**Problem statement**
Locate the word "filename" in the data below, then copy every line that holds it.

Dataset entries
###

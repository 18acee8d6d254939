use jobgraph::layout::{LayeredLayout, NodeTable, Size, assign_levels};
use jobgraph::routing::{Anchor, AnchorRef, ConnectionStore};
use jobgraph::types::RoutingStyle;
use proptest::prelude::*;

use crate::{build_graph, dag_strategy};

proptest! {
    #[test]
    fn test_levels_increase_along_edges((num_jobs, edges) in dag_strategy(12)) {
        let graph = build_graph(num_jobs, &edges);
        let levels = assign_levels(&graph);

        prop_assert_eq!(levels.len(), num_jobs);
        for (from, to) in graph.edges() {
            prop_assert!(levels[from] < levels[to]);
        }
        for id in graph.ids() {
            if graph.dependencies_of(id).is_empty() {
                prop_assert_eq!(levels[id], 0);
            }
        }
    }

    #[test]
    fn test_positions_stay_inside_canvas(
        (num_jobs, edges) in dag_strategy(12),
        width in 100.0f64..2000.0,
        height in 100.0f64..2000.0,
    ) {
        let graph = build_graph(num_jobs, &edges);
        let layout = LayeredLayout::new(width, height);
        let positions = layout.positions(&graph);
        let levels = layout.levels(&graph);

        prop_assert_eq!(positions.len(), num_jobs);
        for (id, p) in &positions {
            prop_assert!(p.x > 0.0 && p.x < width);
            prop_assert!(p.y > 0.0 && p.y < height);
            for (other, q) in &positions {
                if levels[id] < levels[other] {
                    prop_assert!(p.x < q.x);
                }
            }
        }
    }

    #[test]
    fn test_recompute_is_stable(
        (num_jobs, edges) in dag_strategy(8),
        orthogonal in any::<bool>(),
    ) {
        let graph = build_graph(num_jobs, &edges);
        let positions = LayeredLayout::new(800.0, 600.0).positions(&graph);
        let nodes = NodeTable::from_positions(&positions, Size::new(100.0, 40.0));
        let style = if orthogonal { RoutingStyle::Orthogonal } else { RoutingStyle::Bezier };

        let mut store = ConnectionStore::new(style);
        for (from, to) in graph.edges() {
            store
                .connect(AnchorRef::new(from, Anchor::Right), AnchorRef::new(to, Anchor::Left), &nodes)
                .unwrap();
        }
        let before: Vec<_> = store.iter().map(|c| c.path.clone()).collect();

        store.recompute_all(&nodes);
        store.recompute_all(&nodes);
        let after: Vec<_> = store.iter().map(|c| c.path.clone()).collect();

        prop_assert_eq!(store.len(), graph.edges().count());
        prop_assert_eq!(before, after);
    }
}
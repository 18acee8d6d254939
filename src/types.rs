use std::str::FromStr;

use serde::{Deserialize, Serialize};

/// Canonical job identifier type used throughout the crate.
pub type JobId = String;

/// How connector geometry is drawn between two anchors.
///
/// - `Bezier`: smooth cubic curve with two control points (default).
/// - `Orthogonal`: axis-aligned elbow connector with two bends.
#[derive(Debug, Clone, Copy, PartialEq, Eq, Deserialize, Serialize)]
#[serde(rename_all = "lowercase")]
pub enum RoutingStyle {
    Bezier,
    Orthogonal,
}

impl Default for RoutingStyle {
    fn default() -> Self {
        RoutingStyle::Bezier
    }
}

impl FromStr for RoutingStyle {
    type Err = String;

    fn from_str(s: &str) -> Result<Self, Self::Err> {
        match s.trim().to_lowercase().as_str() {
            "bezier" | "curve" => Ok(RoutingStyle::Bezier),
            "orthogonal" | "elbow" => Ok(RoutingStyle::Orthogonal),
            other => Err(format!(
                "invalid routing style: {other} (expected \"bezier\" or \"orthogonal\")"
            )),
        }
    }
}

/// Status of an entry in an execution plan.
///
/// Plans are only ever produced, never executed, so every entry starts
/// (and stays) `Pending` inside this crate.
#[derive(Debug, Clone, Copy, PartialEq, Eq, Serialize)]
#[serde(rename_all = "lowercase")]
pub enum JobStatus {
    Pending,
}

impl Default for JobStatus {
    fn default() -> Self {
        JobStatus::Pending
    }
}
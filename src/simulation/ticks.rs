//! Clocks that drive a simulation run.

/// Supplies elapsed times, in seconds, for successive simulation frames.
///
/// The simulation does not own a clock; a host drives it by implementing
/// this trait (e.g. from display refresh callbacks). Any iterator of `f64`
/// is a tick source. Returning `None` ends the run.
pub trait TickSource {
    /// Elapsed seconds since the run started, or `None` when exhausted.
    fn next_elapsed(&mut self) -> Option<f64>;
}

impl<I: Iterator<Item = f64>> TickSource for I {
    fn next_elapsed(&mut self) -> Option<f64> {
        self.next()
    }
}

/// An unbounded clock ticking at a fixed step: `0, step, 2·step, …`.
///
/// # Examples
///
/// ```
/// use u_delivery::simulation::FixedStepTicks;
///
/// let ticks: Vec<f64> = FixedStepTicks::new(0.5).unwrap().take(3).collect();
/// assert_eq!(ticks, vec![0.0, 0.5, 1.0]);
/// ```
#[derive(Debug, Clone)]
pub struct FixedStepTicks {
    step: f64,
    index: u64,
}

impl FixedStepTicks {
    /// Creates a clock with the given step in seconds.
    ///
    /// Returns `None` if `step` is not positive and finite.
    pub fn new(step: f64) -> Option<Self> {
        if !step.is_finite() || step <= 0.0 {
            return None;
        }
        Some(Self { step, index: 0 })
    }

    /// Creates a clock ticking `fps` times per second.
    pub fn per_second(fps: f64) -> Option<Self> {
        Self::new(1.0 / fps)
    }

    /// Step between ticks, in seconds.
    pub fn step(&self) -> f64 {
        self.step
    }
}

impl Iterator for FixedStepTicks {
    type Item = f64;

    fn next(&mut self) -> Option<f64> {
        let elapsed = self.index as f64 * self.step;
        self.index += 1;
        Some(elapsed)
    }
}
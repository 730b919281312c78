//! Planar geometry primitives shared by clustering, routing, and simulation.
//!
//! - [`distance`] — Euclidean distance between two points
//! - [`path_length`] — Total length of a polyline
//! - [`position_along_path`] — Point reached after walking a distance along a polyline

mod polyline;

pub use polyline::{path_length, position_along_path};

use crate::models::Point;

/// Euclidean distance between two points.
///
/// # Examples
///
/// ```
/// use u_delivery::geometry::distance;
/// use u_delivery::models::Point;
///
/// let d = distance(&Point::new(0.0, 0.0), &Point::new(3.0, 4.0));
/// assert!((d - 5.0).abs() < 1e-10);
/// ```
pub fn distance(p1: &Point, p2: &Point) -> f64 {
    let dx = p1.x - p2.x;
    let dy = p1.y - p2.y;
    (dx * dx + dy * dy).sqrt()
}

###

**Task answer**
filename src/types.rs
filename src/simulation/ticks.rs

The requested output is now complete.